Exercise prompt
From the records below, please repeat exactly the line that has "pub fn new(markdown: impl", the line that has "blocks are treated", and every line between them, and nothing else.

----- Data supplied -----

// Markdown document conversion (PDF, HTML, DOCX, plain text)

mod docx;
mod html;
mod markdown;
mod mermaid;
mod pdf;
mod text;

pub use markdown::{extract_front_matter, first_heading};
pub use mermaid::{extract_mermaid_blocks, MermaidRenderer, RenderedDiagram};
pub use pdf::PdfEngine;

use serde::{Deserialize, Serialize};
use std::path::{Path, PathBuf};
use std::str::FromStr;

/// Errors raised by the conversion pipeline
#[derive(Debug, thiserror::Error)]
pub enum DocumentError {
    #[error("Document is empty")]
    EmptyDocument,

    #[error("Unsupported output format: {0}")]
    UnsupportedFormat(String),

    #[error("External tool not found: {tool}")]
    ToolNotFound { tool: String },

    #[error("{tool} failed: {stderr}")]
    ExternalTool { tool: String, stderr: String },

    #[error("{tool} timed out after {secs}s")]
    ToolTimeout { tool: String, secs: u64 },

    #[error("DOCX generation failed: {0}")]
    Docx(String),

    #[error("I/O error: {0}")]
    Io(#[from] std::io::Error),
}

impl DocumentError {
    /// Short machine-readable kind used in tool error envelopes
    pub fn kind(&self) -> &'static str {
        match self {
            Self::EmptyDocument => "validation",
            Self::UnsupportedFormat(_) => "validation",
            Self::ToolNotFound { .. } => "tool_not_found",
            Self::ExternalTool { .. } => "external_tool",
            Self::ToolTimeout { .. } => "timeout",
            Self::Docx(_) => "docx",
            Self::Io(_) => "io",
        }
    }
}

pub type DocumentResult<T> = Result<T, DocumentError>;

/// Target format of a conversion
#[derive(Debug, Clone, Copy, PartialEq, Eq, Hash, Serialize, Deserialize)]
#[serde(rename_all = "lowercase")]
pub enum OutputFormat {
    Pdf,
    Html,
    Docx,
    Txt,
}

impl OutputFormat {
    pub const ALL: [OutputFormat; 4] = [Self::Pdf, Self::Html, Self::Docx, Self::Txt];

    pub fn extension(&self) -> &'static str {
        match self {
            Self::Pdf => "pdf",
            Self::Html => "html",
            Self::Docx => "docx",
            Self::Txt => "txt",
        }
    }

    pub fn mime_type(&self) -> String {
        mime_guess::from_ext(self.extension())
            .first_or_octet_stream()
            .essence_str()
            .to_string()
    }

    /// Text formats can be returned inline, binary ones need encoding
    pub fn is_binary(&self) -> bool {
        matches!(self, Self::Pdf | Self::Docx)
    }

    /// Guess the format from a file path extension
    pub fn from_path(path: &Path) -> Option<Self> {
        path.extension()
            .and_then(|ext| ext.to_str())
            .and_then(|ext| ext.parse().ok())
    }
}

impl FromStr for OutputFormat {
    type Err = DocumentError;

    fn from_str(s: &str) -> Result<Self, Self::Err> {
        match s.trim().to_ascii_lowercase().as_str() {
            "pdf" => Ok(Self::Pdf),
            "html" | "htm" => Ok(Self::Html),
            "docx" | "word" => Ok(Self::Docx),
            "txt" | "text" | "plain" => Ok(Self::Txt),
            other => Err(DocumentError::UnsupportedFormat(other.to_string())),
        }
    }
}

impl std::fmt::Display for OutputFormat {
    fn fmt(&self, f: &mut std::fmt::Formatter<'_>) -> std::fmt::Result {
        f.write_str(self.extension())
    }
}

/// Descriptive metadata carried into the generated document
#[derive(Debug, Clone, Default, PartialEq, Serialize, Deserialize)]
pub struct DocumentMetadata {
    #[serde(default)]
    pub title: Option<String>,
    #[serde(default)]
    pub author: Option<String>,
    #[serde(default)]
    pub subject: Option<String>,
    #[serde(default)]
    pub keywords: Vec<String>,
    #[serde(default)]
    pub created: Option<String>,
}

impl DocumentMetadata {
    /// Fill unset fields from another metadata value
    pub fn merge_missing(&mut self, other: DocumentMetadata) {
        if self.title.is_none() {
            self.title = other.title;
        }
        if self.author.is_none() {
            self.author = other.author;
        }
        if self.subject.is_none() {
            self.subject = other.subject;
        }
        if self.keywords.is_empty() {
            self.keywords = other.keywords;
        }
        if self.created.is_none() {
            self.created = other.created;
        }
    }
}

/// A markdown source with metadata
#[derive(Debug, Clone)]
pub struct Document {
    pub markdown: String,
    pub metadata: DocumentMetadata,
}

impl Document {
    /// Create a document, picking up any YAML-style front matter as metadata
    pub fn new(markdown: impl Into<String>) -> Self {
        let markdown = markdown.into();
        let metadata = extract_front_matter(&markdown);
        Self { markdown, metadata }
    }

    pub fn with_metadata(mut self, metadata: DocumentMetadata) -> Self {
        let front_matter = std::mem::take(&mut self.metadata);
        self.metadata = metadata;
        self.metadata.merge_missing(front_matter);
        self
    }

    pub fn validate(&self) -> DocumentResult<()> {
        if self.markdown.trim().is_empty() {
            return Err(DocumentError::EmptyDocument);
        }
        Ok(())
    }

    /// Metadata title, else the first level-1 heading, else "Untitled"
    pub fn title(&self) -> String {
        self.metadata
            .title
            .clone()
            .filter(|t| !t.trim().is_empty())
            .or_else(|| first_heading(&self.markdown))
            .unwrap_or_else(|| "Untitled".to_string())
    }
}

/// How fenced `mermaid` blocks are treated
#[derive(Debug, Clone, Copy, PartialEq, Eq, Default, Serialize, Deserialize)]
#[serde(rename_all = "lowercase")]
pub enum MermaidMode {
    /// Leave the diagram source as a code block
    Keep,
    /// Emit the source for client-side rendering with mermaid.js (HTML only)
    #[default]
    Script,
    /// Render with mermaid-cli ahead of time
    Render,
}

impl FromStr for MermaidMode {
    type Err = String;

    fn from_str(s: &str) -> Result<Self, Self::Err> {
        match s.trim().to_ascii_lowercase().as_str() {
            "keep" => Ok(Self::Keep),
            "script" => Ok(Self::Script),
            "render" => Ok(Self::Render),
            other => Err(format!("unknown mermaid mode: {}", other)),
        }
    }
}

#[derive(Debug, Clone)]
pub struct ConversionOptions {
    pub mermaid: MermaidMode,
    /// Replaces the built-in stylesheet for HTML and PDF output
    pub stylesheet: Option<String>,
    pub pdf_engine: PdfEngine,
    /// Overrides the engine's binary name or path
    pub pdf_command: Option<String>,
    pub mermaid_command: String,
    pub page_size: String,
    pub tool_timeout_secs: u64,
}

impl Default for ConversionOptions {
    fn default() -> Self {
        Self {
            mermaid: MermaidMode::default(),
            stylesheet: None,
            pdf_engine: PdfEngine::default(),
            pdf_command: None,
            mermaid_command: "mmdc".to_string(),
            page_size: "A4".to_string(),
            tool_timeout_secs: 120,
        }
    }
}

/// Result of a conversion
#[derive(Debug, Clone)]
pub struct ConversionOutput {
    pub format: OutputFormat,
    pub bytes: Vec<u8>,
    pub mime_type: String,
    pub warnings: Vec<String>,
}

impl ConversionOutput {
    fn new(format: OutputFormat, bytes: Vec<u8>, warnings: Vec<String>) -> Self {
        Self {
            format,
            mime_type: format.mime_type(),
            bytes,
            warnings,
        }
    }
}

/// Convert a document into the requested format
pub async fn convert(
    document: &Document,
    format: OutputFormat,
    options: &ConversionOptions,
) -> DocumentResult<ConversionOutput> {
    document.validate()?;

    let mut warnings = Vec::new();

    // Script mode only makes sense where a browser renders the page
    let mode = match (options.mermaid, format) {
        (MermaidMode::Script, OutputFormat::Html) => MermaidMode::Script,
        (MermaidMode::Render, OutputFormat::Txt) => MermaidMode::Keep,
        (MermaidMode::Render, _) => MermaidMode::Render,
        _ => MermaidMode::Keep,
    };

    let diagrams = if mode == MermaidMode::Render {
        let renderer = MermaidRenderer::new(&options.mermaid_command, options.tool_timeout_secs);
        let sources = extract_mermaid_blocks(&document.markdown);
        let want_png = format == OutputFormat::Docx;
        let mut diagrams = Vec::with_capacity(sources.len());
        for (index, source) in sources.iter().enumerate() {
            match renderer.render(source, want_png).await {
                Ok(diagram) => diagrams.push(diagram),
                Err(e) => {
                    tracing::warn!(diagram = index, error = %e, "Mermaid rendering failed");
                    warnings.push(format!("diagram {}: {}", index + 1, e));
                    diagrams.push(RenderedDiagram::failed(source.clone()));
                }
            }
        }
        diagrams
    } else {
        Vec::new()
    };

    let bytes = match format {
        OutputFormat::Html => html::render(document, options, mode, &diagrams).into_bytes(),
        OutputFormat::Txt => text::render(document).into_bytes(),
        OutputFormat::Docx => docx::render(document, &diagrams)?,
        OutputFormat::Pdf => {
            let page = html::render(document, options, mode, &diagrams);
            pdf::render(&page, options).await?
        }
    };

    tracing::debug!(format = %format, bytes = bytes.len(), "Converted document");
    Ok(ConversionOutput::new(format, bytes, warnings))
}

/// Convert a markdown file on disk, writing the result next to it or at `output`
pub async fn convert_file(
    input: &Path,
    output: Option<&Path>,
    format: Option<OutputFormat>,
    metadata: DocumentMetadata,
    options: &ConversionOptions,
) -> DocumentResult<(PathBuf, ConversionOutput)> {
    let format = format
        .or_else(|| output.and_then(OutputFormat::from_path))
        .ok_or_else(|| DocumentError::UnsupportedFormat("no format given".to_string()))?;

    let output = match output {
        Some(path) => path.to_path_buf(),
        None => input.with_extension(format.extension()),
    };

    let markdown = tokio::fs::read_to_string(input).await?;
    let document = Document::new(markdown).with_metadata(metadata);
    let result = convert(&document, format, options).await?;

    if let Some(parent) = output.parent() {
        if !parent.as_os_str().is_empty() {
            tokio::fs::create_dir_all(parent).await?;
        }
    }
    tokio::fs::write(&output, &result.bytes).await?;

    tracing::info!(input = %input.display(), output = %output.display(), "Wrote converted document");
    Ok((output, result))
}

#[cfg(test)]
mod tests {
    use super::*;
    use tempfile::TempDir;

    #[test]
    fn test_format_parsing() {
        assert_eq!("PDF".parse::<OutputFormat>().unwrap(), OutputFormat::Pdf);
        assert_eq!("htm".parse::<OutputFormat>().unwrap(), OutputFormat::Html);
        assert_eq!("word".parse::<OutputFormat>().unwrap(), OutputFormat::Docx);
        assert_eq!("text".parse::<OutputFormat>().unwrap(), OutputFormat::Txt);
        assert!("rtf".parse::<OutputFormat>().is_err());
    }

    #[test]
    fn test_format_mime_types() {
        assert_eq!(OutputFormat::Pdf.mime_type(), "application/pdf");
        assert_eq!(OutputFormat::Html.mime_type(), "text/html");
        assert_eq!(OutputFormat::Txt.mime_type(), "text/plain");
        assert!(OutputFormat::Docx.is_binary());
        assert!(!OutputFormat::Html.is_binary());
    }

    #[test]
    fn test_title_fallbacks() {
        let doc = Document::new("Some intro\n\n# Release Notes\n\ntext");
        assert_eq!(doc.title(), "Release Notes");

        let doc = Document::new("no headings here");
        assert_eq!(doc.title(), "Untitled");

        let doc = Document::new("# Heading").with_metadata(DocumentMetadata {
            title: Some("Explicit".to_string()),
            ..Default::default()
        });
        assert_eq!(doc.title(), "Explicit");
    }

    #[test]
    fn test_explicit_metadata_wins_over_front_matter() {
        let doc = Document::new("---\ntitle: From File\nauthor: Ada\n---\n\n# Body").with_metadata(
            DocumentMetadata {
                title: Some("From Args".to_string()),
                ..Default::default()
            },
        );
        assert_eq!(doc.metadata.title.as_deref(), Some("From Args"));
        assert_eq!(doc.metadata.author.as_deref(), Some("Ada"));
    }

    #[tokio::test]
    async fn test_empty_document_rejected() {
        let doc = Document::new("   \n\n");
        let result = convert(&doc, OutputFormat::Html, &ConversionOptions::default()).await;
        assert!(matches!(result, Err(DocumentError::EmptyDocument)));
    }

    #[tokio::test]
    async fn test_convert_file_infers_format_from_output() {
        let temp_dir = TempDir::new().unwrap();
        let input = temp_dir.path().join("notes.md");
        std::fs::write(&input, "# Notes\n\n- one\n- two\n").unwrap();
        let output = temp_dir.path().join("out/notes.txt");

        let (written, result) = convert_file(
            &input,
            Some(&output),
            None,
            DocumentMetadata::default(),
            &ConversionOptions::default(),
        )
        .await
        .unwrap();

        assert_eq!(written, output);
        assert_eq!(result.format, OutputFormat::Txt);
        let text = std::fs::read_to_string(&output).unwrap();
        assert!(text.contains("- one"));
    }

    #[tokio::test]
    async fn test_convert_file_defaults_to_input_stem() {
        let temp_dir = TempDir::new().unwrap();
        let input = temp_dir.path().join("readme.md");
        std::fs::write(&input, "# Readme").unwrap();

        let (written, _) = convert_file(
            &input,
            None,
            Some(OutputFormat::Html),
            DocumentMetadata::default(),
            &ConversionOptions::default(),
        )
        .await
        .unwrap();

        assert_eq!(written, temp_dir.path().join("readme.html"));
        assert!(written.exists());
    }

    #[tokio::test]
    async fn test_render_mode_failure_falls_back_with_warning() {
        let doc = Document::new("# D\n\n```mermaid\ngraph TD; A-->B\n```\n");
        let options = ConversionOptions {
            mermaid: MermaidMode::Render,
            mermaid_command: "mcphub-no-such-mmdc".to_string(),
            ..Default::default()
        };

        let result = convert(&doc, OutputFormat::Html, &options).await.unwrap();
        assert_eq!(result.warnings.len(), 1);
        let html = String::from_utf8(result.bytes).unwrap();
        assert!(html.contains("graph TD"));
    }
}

-----
----- Data supplied -----

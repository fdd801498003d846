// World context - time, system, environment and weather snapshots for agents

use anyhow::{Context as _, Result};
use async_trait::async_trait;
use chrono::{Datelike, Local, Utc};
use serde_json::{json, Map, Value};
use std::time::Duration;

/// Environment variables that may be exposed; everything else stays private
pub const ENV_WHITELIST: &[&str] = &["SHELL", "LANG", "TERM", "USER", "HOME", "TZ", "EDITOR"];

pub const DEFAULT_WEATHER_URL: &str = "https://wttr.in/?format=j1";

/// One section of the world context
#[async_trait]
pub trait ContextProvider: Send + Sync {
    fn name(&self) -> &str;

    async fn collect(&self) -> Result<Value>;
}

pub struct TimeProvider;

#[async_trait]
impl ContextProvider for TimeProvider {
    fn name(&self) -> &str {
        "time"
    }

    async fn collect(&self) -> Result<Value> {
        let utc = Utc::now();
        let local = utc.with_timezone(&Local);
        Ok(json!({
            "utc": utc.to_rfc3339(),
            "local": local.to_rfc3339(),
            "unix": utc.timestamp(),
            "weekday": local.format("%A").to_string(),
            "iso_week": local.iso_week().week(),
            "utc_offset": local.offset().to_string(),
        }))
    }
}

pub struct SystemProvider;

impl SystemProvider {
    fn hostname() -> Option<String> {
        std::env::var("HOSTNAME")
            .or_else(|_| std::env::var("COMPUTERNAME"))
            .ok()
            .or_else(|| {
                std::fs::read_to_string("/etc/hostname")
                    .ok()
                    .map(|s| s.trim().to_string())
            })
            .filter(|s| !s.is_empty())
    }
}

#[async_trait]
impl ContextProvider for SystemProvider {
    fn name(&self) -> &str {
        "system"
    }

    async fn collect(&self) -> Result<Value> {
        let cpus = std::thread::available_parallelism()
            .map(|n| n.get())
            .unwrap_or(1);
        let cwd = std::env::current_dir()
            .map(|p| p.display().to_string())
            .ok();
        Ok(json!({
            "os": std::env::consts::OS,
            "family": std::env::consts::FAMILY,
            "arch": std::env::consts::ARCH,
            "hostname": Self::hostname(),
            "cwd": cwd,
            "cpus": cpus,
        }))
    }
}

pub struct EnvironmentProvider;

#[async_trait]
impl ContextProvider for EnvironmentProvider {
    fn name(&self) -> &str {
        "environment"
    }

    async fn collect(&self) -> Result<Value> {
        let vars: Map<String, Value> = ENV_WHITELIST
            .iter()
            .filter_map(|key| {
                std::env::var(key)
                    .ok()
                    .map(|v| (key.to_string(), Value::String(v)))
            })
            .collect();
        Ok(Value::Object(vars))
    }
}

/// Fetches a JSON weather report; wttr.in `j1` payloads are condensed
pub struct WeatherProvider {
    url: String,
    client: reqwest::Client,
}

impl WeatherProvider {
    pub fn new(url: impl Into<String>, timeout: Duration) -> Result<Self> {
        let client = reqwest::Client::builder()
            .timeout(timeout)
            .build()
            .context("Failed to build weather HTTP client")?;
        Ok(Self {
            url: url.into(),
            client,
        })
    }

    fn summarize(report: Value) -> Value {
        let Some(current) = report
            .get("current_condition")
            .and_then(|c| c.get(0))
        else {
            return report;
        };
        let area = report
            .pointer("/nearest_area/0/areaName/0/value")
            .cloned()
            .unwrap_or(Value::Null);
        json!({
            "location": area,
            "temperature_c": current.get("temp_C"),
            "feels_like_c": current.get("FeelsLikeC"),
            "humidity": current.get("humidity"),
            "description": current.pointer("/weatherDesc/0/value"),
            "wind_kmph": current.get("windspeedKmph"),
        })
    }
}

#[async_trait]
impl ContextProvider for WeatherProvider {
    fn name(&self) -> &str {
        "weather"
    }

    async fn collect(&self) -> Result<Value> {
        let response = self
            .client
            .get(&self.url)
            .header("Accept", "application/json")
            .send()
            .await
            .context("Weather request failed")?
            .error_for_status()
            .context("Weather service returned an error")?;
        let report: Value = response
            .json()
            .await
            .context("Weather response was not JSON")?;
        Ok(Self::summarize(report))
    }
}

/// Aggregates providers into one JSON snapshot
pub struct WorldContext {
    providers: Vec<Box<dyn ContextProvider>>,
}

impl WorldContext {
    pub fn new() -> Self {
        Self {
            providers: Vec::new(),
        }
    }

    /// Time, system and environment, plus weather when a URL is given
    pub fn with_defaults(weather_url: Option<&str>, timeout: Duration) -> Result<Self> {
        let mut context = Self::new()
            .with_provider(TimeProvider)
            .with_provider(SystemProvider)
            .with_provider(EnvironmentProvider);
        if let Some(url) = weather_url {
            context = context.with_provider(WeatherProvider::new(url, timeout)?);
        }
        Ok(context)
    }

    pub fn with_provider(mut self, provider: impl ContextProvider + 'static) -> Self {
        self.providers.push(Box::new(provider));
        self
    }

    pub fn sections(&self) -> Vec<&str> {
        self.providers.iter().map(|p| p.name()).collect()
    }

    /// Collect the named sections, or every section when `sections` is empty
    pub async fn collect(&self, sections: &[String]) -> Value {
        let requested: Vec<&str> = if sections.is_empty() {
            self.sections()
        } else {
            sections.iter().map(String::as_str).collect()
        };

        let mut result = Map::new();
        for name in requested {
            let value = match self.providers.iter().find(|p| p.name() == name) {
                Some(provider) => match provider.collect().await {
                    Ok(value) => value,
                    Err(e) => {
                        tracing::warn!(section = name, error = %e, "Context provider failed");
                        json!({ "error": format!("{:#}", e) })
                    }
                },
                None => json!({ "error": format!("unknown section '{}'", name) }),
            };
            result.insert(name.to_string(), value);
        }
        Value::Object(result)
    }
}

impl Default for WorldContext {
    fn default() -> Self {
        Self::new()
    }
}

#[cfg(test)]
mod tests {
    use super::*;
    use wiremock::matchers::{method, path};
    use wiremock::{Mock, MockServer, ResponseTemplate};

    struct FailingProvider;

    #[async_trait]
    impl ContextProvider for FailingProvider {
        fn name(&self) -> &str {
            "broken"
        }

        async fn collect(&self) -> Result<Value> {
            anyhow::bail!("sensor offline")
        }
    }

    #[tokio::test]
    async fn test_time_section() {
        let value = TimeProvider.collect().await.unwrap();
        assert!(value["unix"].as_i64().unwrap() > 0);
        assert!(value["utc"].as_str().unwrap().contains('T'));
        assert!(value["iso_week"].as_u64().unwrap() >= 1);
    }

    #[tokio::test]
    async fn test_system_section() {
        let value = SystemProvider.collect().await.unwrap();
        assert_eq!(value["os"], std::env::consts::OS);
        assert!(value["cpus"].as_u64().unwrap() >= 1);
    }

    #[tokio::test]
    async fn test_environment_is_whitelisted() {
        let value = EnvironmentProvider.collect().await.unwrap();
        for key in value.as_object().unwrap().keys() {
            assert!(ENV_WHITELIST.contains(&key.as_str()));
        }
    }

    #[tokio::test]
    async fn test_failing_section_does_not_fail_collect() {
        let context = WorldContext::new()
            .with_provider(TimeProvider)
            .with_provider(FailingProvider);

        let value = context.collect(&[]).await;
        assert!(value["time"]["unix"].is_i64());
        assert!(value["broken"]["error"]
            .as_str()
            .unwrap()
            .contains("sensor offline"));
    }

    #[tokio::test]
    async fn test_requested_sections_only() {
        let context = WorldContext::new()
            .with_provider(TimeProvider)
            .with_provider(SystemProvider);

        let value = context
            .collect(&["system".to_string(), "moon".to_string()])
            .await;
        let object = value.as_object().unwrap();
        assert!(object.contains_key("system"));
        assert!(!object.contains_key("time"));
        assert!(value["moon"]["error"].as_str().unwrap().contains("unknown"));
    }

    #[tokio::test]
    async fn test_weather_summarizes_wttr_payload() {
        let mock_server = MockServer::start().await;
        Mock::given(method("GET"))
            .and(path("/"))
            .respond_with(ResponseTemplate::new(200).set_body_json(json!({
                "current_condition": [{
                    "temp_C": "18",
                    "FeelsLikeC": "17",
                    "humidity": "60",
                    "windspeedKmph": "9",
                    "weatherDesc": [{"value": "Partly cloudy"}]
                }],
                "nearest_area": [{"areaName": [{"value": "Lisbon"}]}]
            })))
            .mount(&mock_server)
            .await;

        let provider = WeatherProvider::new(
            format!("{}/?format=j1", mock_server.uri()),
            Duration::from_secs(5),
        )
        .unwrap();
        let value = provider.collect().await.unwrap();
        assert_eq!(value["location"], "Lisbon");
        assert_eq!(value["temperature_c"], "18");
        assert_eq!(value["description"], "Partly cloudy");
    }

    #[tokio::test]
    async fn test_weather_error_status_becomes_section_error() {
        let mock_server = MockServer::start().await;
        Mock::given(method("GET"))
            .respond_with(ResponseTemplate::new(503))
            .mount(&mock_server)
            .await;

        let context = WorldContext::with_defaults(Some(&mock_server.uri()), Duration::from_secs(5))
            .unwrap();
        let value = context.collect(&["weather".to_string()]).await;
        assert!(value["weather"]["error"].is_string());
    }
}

-----

The completed task
    pub fn new(markdown: impl Into<String>) -> Self {
        let markdown = markdown.into();
        let metadata = extract_front_matter(&markdown);
        Self { markdown, metadata }
    }

    pub fn with_metadata(mut self, metadata: DocumentMetadata) -> Self {
        let front_matter = std::mem::take(&mut self.metadata);
        self.metadata = metadata;
        self.metadata.merge_missing(front_matter);
        self
    }

    pub fn validate(&self) -> DocumentResult<()> {
        if self.markdown.trim().is_empty() {
            return Err(DocumentError::EmptyDocument);
        }
        Ok(())
    }

    /// Metadata title, else the first level-1 heading, else "Untitled"
    pub fn title(&self) -> String {
        self.metadata
            .title
            .clone()
            .filter(|t| !t.trim().is_empty())
            .or_else(|| first_heading(&self.markdown))
            .unwrap_or_else(|| "Untitled".to_string())
    }
}

/// How fenced `mermaid` blocks are treated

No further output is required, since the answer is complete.